-- ASSIGNMENT --
Every line containing the word "trimmed" must be pulled from the records.

-- Stored data --

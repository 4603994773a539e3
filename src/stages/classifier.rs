use std::ops::Range;

use regex::Regex;
use tracing::debug;

use crate::models::{Chunk, RawCandidate, SpeakerField};
use crate::patterns;
use crate::registry::SpeakerRegistry;

/// Which detection tier produced a speaker match. Diagnostic only.
#[derive(Debug, Clone, Copy, PartialEq, Eq)]
enum SpeakerTier {
    ListMulti,
    ListSingle,
    PatternMulti,
    PatternParen,
    PatternDash,
    PatternColon,
    PatternSimple,
}

/// Per-line structural extraction.
///
/// Given one line of text, finds timecodes, speakers (registry-first, then
/// generic fallback patterns), scene keywords and parenthetical markers, and
/// the residual free text, producing zero or more raw candidates.
/// Deterministic: the same line and registry always yield the same
/// candidates in the same order.
pub struct LineClassifier {
    /// Known names, longest first.
    names: Vec<String>,
    /// Multi-speaker prefix built from the registry alternation, if any.
    registry_multi: Option<Regex>,
}

impl LineClassifier {
    pub fn new(registry: &SpeakerRegistry) -> Self {
        let registry_multi = if registry.is_empty() {
            None
        } else {
            let alt = patterns::speaker_alternation(registry.names());
            Regex::new(&format!(
                r"^((?:{alt}):*(?:\s*,\s*(?:{alt}):*)+)\s+(.*)$"
            ))
            .ok()
        };

        Self {
            names: registry.names().to_vec(),
            registry_multi,
        }
    }

    /// Classify every line of a chunk, in order.
    pub fn classify_chunk(&self, chunk: &Chunk) -> Vec<RawCandidate> {
        chunk
            .lines()
            .flat_map(|line| self.classify_line(line))
            .collect()
    }

    /// Classify a single line into raw candidates.
    ///
    /// A blank line yields nothing. A segment-marker line yields exactly the
    /// marker candidate; co-located text is discarded. Every other line
    /// yields exactly one candidate (dialogue, scene header, or free text);
    /// a line is never silently dropped.
    pub fn classify_line(&self, line: &str) -> Vec<RawCandidate> {
        let original = line.trim();
        if original.is_empty() {
            return vec![];
        }

        // 1. Segment marker wins over everything else on the line.
        if let Some(span) = patterns::find_segment_marker(original) {
            debug!("Segment marker line: {:?}", &original[span.clone()]);
            return vec![RawCandidate {
                kind: Some("segment_marker".to_string()),
                timecode: Some(original[span].to_string()),
                text: Some(String::new()),
                ..Default::default()
            }];
        }

        // 2. Timecodes, removed by span so repeated substrings in the text
        // survive untouched.
        let mut spans: Vec<Range<usize>> = patterns::find_timecodes(original);
        let timecode = if spans.is_empty() {
            None
        } else {
            Some(
                spans
                    .iter()
                    .map(|r| &original[r.clone()])
                    .collect::<Vec<_>>()
                    .join(" "),
            )
        };

        // 3. Speaker detection runs on the line with timecode spans blanked
        // out (byte positions preserved).
        let blanked = blank_spans(original, &spans);
        let offset = blanked
            .find(|c: char| !c.is_whitespace())
            .unwrap_or(blanked.len());
        let search = &blanked[offset..];

        let (speakers, speaker_span, tier) = self.detect_speakers(search, offset);
        if let Some(span) = speaker_span.clone() {
            debug!("Speakers {:?} via {:?}", speakers, tier);
            spans.push(span);
        }

        // 4. Scene keyword: the marker text runs from the keyword to the end
        // of the line, unless the keyword sits inside an already-claimed span.
        let mut scene_markers: Vec<(usize, String)> = Vec::new();
        let mut scene_keyword: Option<Range<usize>> = None;
        if let Some(kw) = patterns::find_scene_keyword(original) {
            if !overlaps_any(&kw, &spans) {
                let marker_text = original[kw.start..].trim().to_string();
                scene_markers.push((kw.start, marker_text));
                scene_keyword = Some(kw.clone());
                spans.push(kw.start..original.len());
            }
        }

        // 5. Parenthetical markers not already covered by another span.
        for paren in patterns::find_parentheticals(original) {
            let covered = spans
                .iter()
                .any(|s| s != &paren && s.start <= paren.start && s.end >= paren.end);
            if !covered {
                scene_markers.push((paren.start, original[paren.clone()].to_string()));
                spans.push(paren);
            }
        }
        scene_markers.sort_by_key(|(pos, _)| *pos);
        let mut marker_texts: Vec<&str> = Vec::new();
        for (_, marker) in &scene_markers {
            if !marker_texts.contains(&marker.as_str()) {
                marker_texts.push(marker);
            }
        }
        let scene_marker = if marker_texts.is_empty() {
            None
        } else {
            Some(marker_texts.join(" "))
        };

        // 6. Residual text: everything not claimed by a recognized span.
        let text = if spans.is_empty() {
            original.to_string()
        } else {
            collapse_whitespace(&blank_spans(original, &spans))
        };

        // 7. One candidate per line; kind by what was found.
        if !speakers.is_empty() {
            let speaker = if speakers.len() == 1 {
                SpeakerField::One(speakers.into_iter().next().unwrap())
            } else {
                SpeakerField::Many(speakers)
            };
            vec![RawCandidate {
                kind: Some("dialogue".to_string()),
                speaker: Some(speaker),
                timecode,
                scene_marker,
                text: Some(text),
                ..Default::default()
            }]
        } else if let Some(kw) = scene_keyword {
            let keyword = original[kw.clone()].trim().to_string();
            vec![RawCandidate {
                kind: Some("scene_header".to_string()),
                scene_type: scene_type_label(&keyword),
                location: derive_location(&original[kw.end..]),
                timecode,
                scene_marker,
                text: Some(text),
                ..Default::default()
            }]
        } else {
            vec![RawCandidate {
                kind: Some("text".to_string()),
                timecode,
                scene_marker,
                text: Some(text),
                ..Default::default()
            }]
        }
    }

    /// Two-tier speaker detection: registry multi, registry single prefix,
    /// fallback multi pattern, then the fallback single patterns in fixed
    /// priority order. Returns the cleaned names, the claimed span in
    /// original-line coordinates, and the winning tier.
    fn detect_speakers(
        &self,
        search: &str,
        offset: usize,
    ) -> (Vec<String>, Option<Range<usize>>, Option<SpeakerTier>) {
        // 2a. Registry multi-speaker prefix
        if let Some(re) = &self.registry_multi {
            if let Some(caps) = re.captures(search) {
                let list = caps.get(1).unwrap();
                let names = split_speaker_list(list.as_str());
                if names.len() > 1 {
                    let span = offset + list.start()..offset + caps.get(2).unwrap().start();
                    return (names, Some(span), Some(SpeakerTier::ListMulti));
                }
            }
        }

        // 2b. Registry single, longest name first, at the line start with a
        // non-alphanumeric boundary after it.
        for name in &self.names {
            if let Some(rest) = search.strip_prefix(name.as_str()) {
                let boundary = rest.chars().next().is_none_or(|c| !c.is_alphanumeric());
                if boundary {
                    let end = extend_over_colons(search, name.len());
                    return (
                        vec![patterns::clean_speaker_name(name)],
                        Some(offset..offset + end),
                        Some(SpeakerTier::ListSingle),
                    );
                }
            }
        }

        // 2c. Fallback multi-speaker pattern
        if let Some(caps) = patterns::MULTI_SPEAKER_FALLBACK.captures(search) {
            let list = caps.get(1).unwrap();
            let names = split_speaker_list(list.as_str());
            if names.len() > 1 {
                let span = offset + list.start()..offset + caps.get(2).unwrap().start();
                return (names, Some(span), Some(SpeakerTier::PatternMulti));
            }
        }

        // 2d. Fallback single-speaker patterns, first match wins.
        let attempts: [(&Regex, usize, SpeakerTier); 4] = [
            (&patterns::SPEAKER_PAREN_FALLBACK, 3, SpeakerTier::PatternParen),
            (&patterns::SPEAKER_DASH_FALLBACK, 2, SpeakerTier::PatternDash),
            (&patterns::SPEAKER_COLON_FALLBACK, 2, SpeakerTier::PatternColon),
            (&patterns::SPEAKER_SIMPLE_FALLBACK, 3, SpeakerTier::PatternSimple),
        ];

        for (re, text_group, tier) in attempts {
            if let Some(caps) = re.captures(search) {
                let name_match = caps.get(1).unwrap();
                let name = patterns::clean_speaker_name(name_match.as_str());
                if !patterns::is_valid_speaker_name(&name) {
                    // Reserved keyword or runaway match; fall through to the
                    // scene/text handling with no speaker claimed.
                    return (vec![], None, None);
                }
                let span = match tier {
                    // The parenthetical stays unclaimed so it can be picked
                    // up as a scene marker.
                    SpeakerTier::PatternParen => {
                        let end = extend_over_colons(search, name_match.end());
                        offset + name_match.start()..offset + end
                    }
                    _ => {
                        offset + name_match.start()
                            ..offset + caps.get(text_group).unwrap().start()
                    }
                };
                return (vec![name], Some(span), Some(tier));
            }
        }

        (vec![], None, None)
    }
}

/// Replace every character inside the given byte spans with spaces, padding
/// multi-byte characters so byte positions stay aligned with the input.
fn blank_spans(s: &str, spans: &[Range<usize>]) -> String {
    let mut out = String::with_capacity(s.len());
    for (pos, ch) in s.char_indices() {
        if spans.iter().any(|r| r.start <= pos && pos < r.end) {
            for _ in 0..ch.len_utf8() {
                out.push(' ');
            }
        } else {
            out.push(ch);
        }
    }
    out
}

/// Collapse whitespace runs to single spaces and trim.
fn collapse_whitespace(s: &str) -> String {
    s.split_whitespace().collect::<Vec<_>>().join(" ")
}

/// Split a matched comma-separated speaker prefix into cleaned names.
fn split_speaker_list(list: &str) -> Vec<String> {
    list.split(',')
        .map(patterns::clean_speaker_name)
        .filter(|n| !n.is_empty())
        .collect()
}

/// Extend a span end over any trailing colons.
fn extend_over_colons(s: &str, mut end: usize) -> usize {
    while s[end..].starts_with(':') {
        end += 1;
    }
    end
}

fn overlaps_any(span: &Range<usize>, spans: &[Range<usize>]) -> bool {
    spans.iter().any(|s| span.start < s.end && s.start < span.end)
}

/// "INT." / "EXT." keyword to a scene-type label; TITULOK carries none.
fn scene_type_label(keyword: &str) -> Option<String> {
    let trimmed = keyword.trim_end_matches('.').to_uppercase();
    match trimmed.as_str() {
        "INT" | "EXT" => Some(trimmed),
        _ => None,
    }
}

/// Location from the header remainder after the keyword: strip timecodes and
/// dash runs, then trim separator punctuation.
fn derive_location(after_keyword: &str) -> Option<String> {
    let mut rest = after_keyword.to_string();
    for span in patterns::find_timecodes(&rest).into_iter().rev() {
        rest.replace_range(span, " ");
    }
    let cleaned = collapse_whitespace(&rest);
    let cleaned = cleaned
        .trim_matches(|c: char| c.is_whitespace() || matches!(c, '-' | '–' | '—' | '.' | ':'))
        .to_string();
    if cleaned.is_empty() {
        None
    } else {
        Some(cleaned)
    }
}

-- FINISHED EXERCISE --
    let trimmed = keyword.trim_end_matches('.').to_uppercase();
    match trimmed.as_str() {
        "INT" | "EXT" => Some(trimmed),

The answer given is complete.